Among the lines below, tally those that hold "Returns". Return the number and nothing more.

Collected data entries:
+++

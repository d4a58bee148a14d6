//! Session store trait defining the interface for MFA session storage.

use async_trait::async_trait;
use uuid::Uuid;

use crate::domain::entities::mfa_session::MfaSession;
use crate::errors::DomainError;

/// Storage contract for MFA sessions
///
/// The store is keyed by session identifier. Implementations decide the
/// backing structure and its concurrency control; callers rely on
/// `compare_and_swap` to serialize attempt-counter updates so concurrent
/// verification calls cannot double-spend the attempt budget.
#[async_trait]
pub trait SessionStore: Send + Sync {
    /// Fetch a session by identifier
    ///
    /// Returns `Ok(None)` when the session is unknown or already
    /// consumed.
    async fn get(&self, id: &Uuid) -> Result<Option<MfaSession>, DomainError>;

    /// Insert or replace a session under its own identifier
    async fn put(&self, session: MfaSession) -> Result<(), DomainError>;

    /// Remove a session
    ///
    /// Returns `true` when a session was present and removed.
    async fn delete(&self, id: &Uuid) -> Result<bool, DomainError>;

    /// Replace a session only if the stored attempt counter still equals
    /// `expected_attempts`
    ///
    /// Returns `false` (without writing) when the session is missing or
    /// another caller advanced the counter first.
    async fn compare_and_swap(
        &self,
        id: &Uuid,
        expected_attempts: u32,
        session: MfaSession,
    ) -> Result<bool, DomainError>;
}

+++

- _SOLVED PROBLEM_:
3